Les harmonies envoûtantes des chœurs gospel et leur relation intense au public (ou à la congrégation) trouvent une résonance immédiate dans l'expressivité du jazz. L'improvisation, centrale à l'esprit du gospel, deviendra le cœur battant du jazz, que ce soit dans le scat joyeux de Louis Armstrong ou les élans introspectifs de John Coltrane.
Il serait impensable de parler des racines du jazz sans mentionner le rôle du blues, ce premier pont qui relie les chants de travail et le gospel au jazz. Le blues, avec sa structure simple (souvent basée sur un schéma de 12 mesures) et son langage émotionnel direct, est un descendant direct des work songs et des Negro Spirituals.
Si les work songs posaient un socle rythmique et que le gospel offrait une richesse harmonique et spirituelle, le blues venait ajouter cette charge émotionnelle brute qui constitue l'essence du jazz. Ces trois univers, pour autant différents, se sont enchevêtrés dans La Nouvelle-Orléans au tournant du siècle, où des artistes comme Jelly Roll Morton ou King Oliver ont commencé à tisser les premières ébauches du jazz.

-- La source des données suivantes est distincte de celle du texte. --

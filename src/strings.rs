// String and bytes generation functions.
// Sizes are controlled by `Repeat`, so every extra character or byte is one
// deletable continue-decision in the stream.

use crate::data::{DataSource, Draw};
use crate::distributions::{bounded_int, weighted, Repeat};

// Hypothesis' average size for collections with the given bounds.
pub fn average_size(min_size: usize, max_size: usize) -> f64 {
    let min_size = min_size as f64;
    let max_size = max_size as f64;
    (min_size * 2.0).max(min_size + 5.0).min(0.5 * (min_size + max_size))
}

fn draw_char(source: &mut DataSource) -> Draw<char> {
    if weighted(source, 0.75)? {
        let c = 0x20 + bounded_int(source, 0x7e - 0x20)? as u32;
        return Ok(char::from_u32(c).unwrap_or(' '));
    }
    let c = bounded_int(source, char::MAX as u64)? as u32;
    Ok(char::from_u32(c).unwrap_or(char::REPLACEMENT_CHARACTER))
}

pub fn draw_text(source: &mut DataSource, min_size: usize, max_size: usize) -> Draw<String> {
    let mut repeat = Repeat::new(
        min_size as u64,
        max_size as u64,
        average_size(min_size, max_size) - min_size as f64,
    );
    let mut result = String::new();
    while repeat.should_continue(source)? {
        result.push(draw_char(source)?);
    }
    Ok(result)
}

pub fn draw_bytes(source: &mut DataSource, min_size: usize, max_size: usize) -> Draw<Vec<u8>> {
    let mut repeat = Repeat::new(
        min_size as u64,
        max_size as u64,
        average_size(min_size, max_size) - min_size as f64,
    );
    let mut result = Vec::new();
    while repeat.should_continue(source)? {
        result.push(source.bits(8)? as u8);
    }
    Ok(result)
}
//! # Array generators
//!
//! [`from_dtype`] infers an element generator from a descriptor, and
//! [`arrays`] builds a generator of whole arrays from a descriptor, a shape
//! and an optional element generator.
//!
//! An array draw fills a freshly allocated row-major buffer one cell at a
//! time. Cell `i` is always the `i`-th element draw from the stream, and each
//! element draw runs inside its own span, so the stream region behind every
//! cell is known afterwards:
//!
//! ```rust
//! use conjecture_arrays::arrays::{arrays, Drawn};
//! use conjecture_arrays::data::DataSource;
//! use conjecture_arrays::strategies::Generator;
//!
//! let matrices = arrays("<i2", [2, 3], None).unwrap();
//! let mut source = DataSource::from_seed(1);
//! match source.draw(&matrices).unwrap() {
//!     Drawn::Array(array) => assert_eq!(array.shape(), &[2, 3]),
//!     Drawn::Scalar(_) => unreachable!(),
//! }
//! assert_eq!(source.spans().iter().filter(|span| span.depth == 1).count(), 6);
//! ```
//!
//! A request for a 0-dimensional array of any kind except object is answered
//! with the element generator itself: its draws are bare scalars, not
//! one-cell arrays. Object arrays keep their container even with no axes.

use log::{debug, trace};

use crate::array::{cell_count, NdArray};
use crate::data::{DataSource, Draw};
use crate::dtype::{DType, Element, Kind};
use crate::errors::{check_argument, InvalidArgument};
use crate::strategies::{binary, booleans, complex_numbers, floats, integers, text, BoxedGenerator, Generator};

/// Casts every value of `inner` into `dtype`'s representation.
#[derive(Debug, Clone)]
struct CastTo<G> {
    inner: G,
    dtype: DType,
}

impl<G> Generator for CastTo<G>
where
    G: Generator,
    G::Output: Into<Element>,
{
    type Output = Element;

    fn draw(&self, source: &mut DataSource) -> Draw<Element> {
        let value = self.inner.draw(source)?;
        self.dtype.cast(value.into())
    }
}

fn cast_to<G>(inner: G, dtype: DType) -> BoxedGenerator<Element>
where
    G: Generator + Send + Sync + 'static,
    G::Output: Into<Element>,
{
    CastTo { inner, dtype }.boxed()
}

fn no_inference(dtype: &DType) -> InvalidArgument {
    InvalidArgument::new(format!("No strategy inference for {}", dtype))
}

/// Element generator for `dtype`, producing values already cast to it.
///
/// Object, datetime and timedelta descriptors have no inferred generator.
pub fn from_dtype(dtype: &DType) -> Result<BoxedGenerator<Element>, InvalidArgument> {
    let dtype = *dtype;
    let elements = match dtype.kind() {
        Kind::Bool => cast_to(booleans(), dtype),
        Kind::Float => cast_to(floats(), dtype),
        Kind::Complex => cast_to(complex_numbers(), dtype),
        Kind::Bytes | Kind::Void => cast_to(binary(), dtype),
        Kind::Int | Kind::UInt => {
            let (min, max) = dtype.integer_bounds().ok_or_else(|| no_inference(&dtype))?;
            cast_to(integers(min, max)?, dtype)
        }
        Kind::Unicode => cast_to(text(), dtype),
        Kind::Object | Kind::DateTime | Kind::TimeDelta => return Err(no_inference(&dtype)),
    };
    debug!("from_dtype: inferred element generator for {}", dtype);
    Ok(elements)
}

/// Generator of dense arrays with a fixed descriptor and shape.
#[derive(Debug, Clone)]
pub struct ArrayGenerator {
    elements: BoxedGenerator<Element>,
    shape: Vec<usize>,
    size: usize,
    dtype: DType,
}

impl ArrayGenerator {
    /// Fails on a zero-length axis, on a shape whose cell count overflows
    /// `usize`, and on an empty shape unless `dtype` is the object descriptor.
    pub fn new(elements: BoxedGenerator<Element>, shape: Vec<usize>, dtype: DType) -> Result<ArrayGenerator, InvalidArgument> {
        check_argument(!shape.is_empty() || dtype.kind() == Kind::Object, || {
            format!("0-dimensional {} arrays are drawn as scalars, not arrays", dtype)
        })?;
        check_argument(shape.iter().all(|&n| n > 0), || {
            format!("Array shape {:?} has a zero-length axis", shape)
        })?;
        let size = cell_count(&shape)
            .ok_or_else(|| InvalidArgument::new(format!("Array shape {:?} has too many cells", shape)))?;
        Ok(ArrayGenerator {
            elements,
            shape,
            size,
            dtype,
        })
    }

    pub fn elements(&self) -> &BoxedGenerator<Element> {
        &self.elements
    }

    pub fn shape(&self) -> &[usize] {
        &self.shape
    }

    /// Cells per drawn array.
    pub fn size(&self) -> usize {
        self.size
    }

    pub fn dtype(&self) -> DType {
        self.dtype
    }
}

impl Generator for ArrayGenerator {
    type Output = NdArray;

    fn draw(&self, source: &mut DataSource) -> Draw<NdArray> {
        let mut result = NdArray::zeros(self.dtype, &self.shape);
        trace!("drawing {} array of shape {:?} ({} cells)", self.dtype, self.shape, self.size);

        for i in 0..self.size {
            let value = source.draw(&self.elements)?;
            result.set(i, self.dtype.cast(value)?);
        }
        Ok(result)
    }
}

/// Result of [`arrays`]: a bare element generator for 0-dimensional
/// non-object requests, an [`ArrayGenerator`] otherwise.
#[derive(Debug, Clone)]
pub enum Arrays {
    Scalar(BoxedGenerator<Element>),
    Array(ArrayGenerator),
}

impl Arrays {
    pub fn is_scalar(&self) -> bool {
        matches!(self, Arrays::Scalar(_))
    }

    pub fn as_array(&self) -> Option<&ArrayGenerator> {
        match self {
            Arrays::Array(generator) => Some(generator),
            Arrays::Scalar(_) => None,
        }
    }

    pub fn as_scalar(&self) -> Option<&BoxedGenerator<Element>> {
        match self {
            Arrays::Scalar(generator) => Some(generator),
            Arrays::Array(_) => None,
        }
    }
}

#[derive(Debug, Clone, PartialEq)]
pub enum Drawn {
    Scalar(Element),
    Array(NdArray),
}

impl Drawn {
    pub fn as_array(&self) -> Option<&NdArray> {
        match self {
            Drawn::Array(array) => Some(array),
            Drawn::Scalar(_) => None,
        }
    }

    pub fn into_array(self) -> Option<NdArray> {
        match self {
            Drawn::Array(array) => Some(array),
            Drawn::Scalar(_) => None,
        }
    }

    pub fn as_scalar(&self) -> Option<&Element> {
        match self {
            Drawn::Scalar(element) => Some(element),
            Drawn::Array(_) => None,
        }
    }
}

impl Generator for Arrays {
    type Output = Drawn;

    fn draw(&self, source: &mut DataSource) -> Draw<Drawn> {
        match self {
            Arrays::Scalar(elements) => Ok(Drawn::Scalar(elements.draw(source)?)),
            Arrays::Array(generator) => Ok(Drawn::Array(generator.draw(source)?)),
        }
    }

    fn label(&self) -> u64 {
        match self {
            Arrays::Scalar(elements) => elements.label(),
            Arrays::Array(generator) => generator.label(),
        }
    }
}

/// Anything [`arrays`] accepts as a descriptor.
pub trait IntoDType {
    fn into_dtype(self) -> Result<DType, InvalidArgument>;
}

impl IntoDType for DType {
    fn into_dtype(self) -> Result<DType, InvalidArgument> {
        Ok(self)
    }
}

impl IntoDType for &DType {
    fn into_dtype(self) -> Result<DType, InvalidArgument> {
        Ok(*self)
    }
}

impl IntoDType for &str {
    fn into_dtype(self) -> Result<DType, InvalidArgument> {
        self.parse()
    }
}

impl IntoDType for String {
    fn into_dtype(self) -> Result<DType, InvalidArgument> {
        self.parse()
    }
}

/// Anything [`arrays`] accepts as a shape. A bare length is a 1-d shape.
pub trait IntoShape {
    fn into_dims(self) -> Vec<usize>;
}

impl IntoShape for usize {
    fn into_dims(self) -> Vec<usize> {
        vec![self]
    }
}

impl IntoShape for Vec<usize> {
    fn into_dims(self) -> Vec<usize> {
        self
    }
}

impl IntoShape for &[usize] {
    fn into_dims(self) -> Vec<usize> {
        self.to_vec()
    }
}

impl<const N: usize> IntoShape for [usize; N] {
    fn into_dims(self) -> Vec<usize> {
        self.to_vec()
    }
}

impl IntoShape for () {
    fn into_dims(self) -> Vec<usize> {
        Vec::new()
    }
}

/// Arrays of `dtype` with the given `shape`.
///
/// Cells come from `elements` when given and from [`from_dtype`] otherwise;
/// either way each value is cast into `dtype` as it is stored.
pub fn arrays<D, S>(dtype: D, shape: S, elements: Option<BoxedGenerator<Element>>) -> Result<Arrays, InvalidArgument>
where
    D: IntoDType,
    S: IntoShape,
{
    let dtype = dtype.into_dtype()?;
    let shape = shape.into_dims();
    let elements = match elements {
        Some(elements) => elements,
        None => from_dtype(&dtype)?,
    };

    if shape.is_empty() && dtype.kind() != Kind::Object {
        debug!("arrays: 0-dimensional {} request, drawing scalars", dtype);
        return Ok(Arrays::Scalar(elements));
    }

    debug!("arrays: {} with shape {:?}", dtype, shape);
    Ok(Arrays::Array(ArrayGenerator::new(elements, shape, dtype)?))
}

#[cfg(test)]
mod tests {
    use super::*;
    use crate::data::DrawError;
    use crate::strategies::just;

    fn dt(s: &str) -> DType {
        s.parse().unwrap()
    }

    #[test]
    fn test_from_dtype_matches_kind() {
        let mut source = DataSource::from_seed(2);
        let cases = [("?", 'b'), ("<f4", 'f'), (">c16", 'c'), ("S4", 'S'), ("V3", 'V'), ("<U5", 'U'), ("<i8", 'i'), (">u4", 'u')];
        for (descriptor, kind) in cases {
            let elements = from_dtype(&dt(descriptor)).unwrap();
            for _ in 0..20 {
                let value = elements.draw(&mut source).unwrap();
                let ok = match (kind, &value) {
                    ('b', Element::Bool(_)) | ('f', Element::Float(_)) | ('c', Element::Complex(_)) => true,
                    ('S', Element::Bytes(b)) => b.len() <= 4,
                    ('V', Element::Bytes(b)) => b.len() == 3,
                    ('U', Element::Str(s)) => s.chars().count() <= 5,
                    ('i', Element::Int(_)) | ('u', Element::UInt(_)) => true,
                    _ => false,
                };
                assert!(ok, "{} produced {:?}", descriptor, value);
            }
        }
    }

    #[test]
    fn test_from_dtype_rejects_object_and_times() {
        let err = from_dtype(&DType::object()).unwrap_err();
        assert_eq!(err.message(), "No strategy inference for |O");
        assert!(from_dtype(&dt("<M8")).is_err());
        assert!(from_dtype(&dt("<m8")).is_err());
    }

    #[test]
    fn test_half_floats_are_rounded() {
        let elements = from_dtype(&dt("<f2")).unwrap();
        let mut source = DataSource::from_seed(9);
        for _ in 0..100 {
            if let Element::Float(f) = elements.draw(&mut source).unwrap() {
                assert!(f.is_nan() || half::f16::from_f64(f).to_f64() == f);
            }
        }
    }

    #[test]
    fn test_array_generator_rejects_bad_shapes() {
        let elements = from_dtype(&dt("<i4")).unwrap();
        assert!(ArrayGenerator::new(elements.clone(), vec![], dt("<i4")).is_err());
        assert!(ArrayGenerator::new(elements.clone(), vec![2, 0], dt("<i4")).is_err());
        assert!(ArrayGenerator::new(elements.clone(), vec![usize::MAX, 2], dt("<i4")).is_err());
        assert_eq!(ArrayGenerator::new(elements, vec![2, 1], dt("<i4")).unwrap().size(), 2);
        assert!(ArrayGenerator::new(just(Element::None).boxed(), vec![], DType::object()).is_ok());
    }

    #[test]
    fn test_cells_fill_in_order() {
        let counter = crate::strategies::integers(0, 1000).unwrap().map(Element::from);
        let generator = match arrays("<u2", [3], Some(counter.boxed())).unwrap() {
            Arrays::Array(generator) => generator,
            Arrays::Scalar(_) => panic!("expected an array generator"),
        };
        let mut source = DataSource::from_seed(5);
        let array = generator.draw(&mut source).unwrap();

        let cells: Vec<&crate::data::DrawSpan> = source.spans().iter().collect();
        assert_eq!(cells.len(), 3);
        assert!(cells.windows(2).all(|w| w[0].end <= w[1].start));
        assert!(array.iter().all(|cell| matches!(cell, Element::UInt(n) if *n <= 1000)));
    }

    #[test]
    fn test_caller_elements_are_cast() {
        let generator = arrays("<i1", 2, Some(just(Element::Float(3.7)).boxed())).unwrap();
        let mut source = DataSource::from_seed(0);
        let array = generator.draw(&mut source).unwrap().into_array().unwrap();
        assert_eq!(array.as_slice(), &[Element::Int(3), Element::Int(3)]);
    }

    #[test]
    fn test_uncastable_elements_fail_the_draw() {
        let generator = arrays("<i1", 2, Some(just(Element::Int(1000)).boxed())).unwrap();
        let mut source = DataSource::from_seed(0);
        assert!(matches!(generator.draw(&mut source), Err(DrawError::TypeMismatch { .. })));
    }

    #[test]
    fn test_bad_descriptor_string() {
        assert!(arrays("<i3", 3, None).is_err());
        assert!(arrays(String::from("<f8"), vec![1, 2], None).is_ok());
    }

    #[test]
    fn test_shape_like_inputs() {
        let dtype = dt("?");
        let from_slice: &[usize] = &[2, 2];
        assert_eq!(arrays(dtype, 4usize, None).unwrap().as_array().unwrap().shape(), &[4]);
        assert_eq!(arrays(&dtype, from_slice, None).unwrap().as_array().unwrap().shape(), &[2, 2]);
        assert!(arrays(dtype, (), None).unwrap().is_scalar());
    }
}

Dans ce mélange, les instruments eux aussi portent la trace des chants de travail et du gospel. Le piano, omniprésent dans le gospel et dans les églises afro-américaines, devient un pivot du jazz avec des figures comme Art Tatum ou Thelonious Monk. De leur côté, les cuivres, présents dans toutes les fanfares de La Nouvelle-Orléans, empruntent aux work songs leur expressivité brute.
Aujourd'hui encore, les chants de travail et le gospel continuent de hanter et d’inspirer les musiques improvisées : dans les respirations délicates d'Ambrose Akinmusire, dans la voix percutante d'un Cécile McLorin Salvant, ou dans les projets hybrides mêlant jazz et musiques africaines. Loin d’être figés dans le passé, ils continuent d’alimenter de nouvelles formes d’expression, prouvant que l’histoire du jazz est avant tout une histoire d’intuition, de mémoire et de métissage.
Il suffit alors de tendre l’oreille pour comprendre que le jazz n’est pas né d’un grand bang sonore isolé. C’est une alchimie complexe, où chaque note résonne comme un écho ancien, un fragment des voix qui chantaient pour vivre, protester, et espérer. Un rappel, enfin, que cette musique garde en elle le souffle vivant de l’humanité.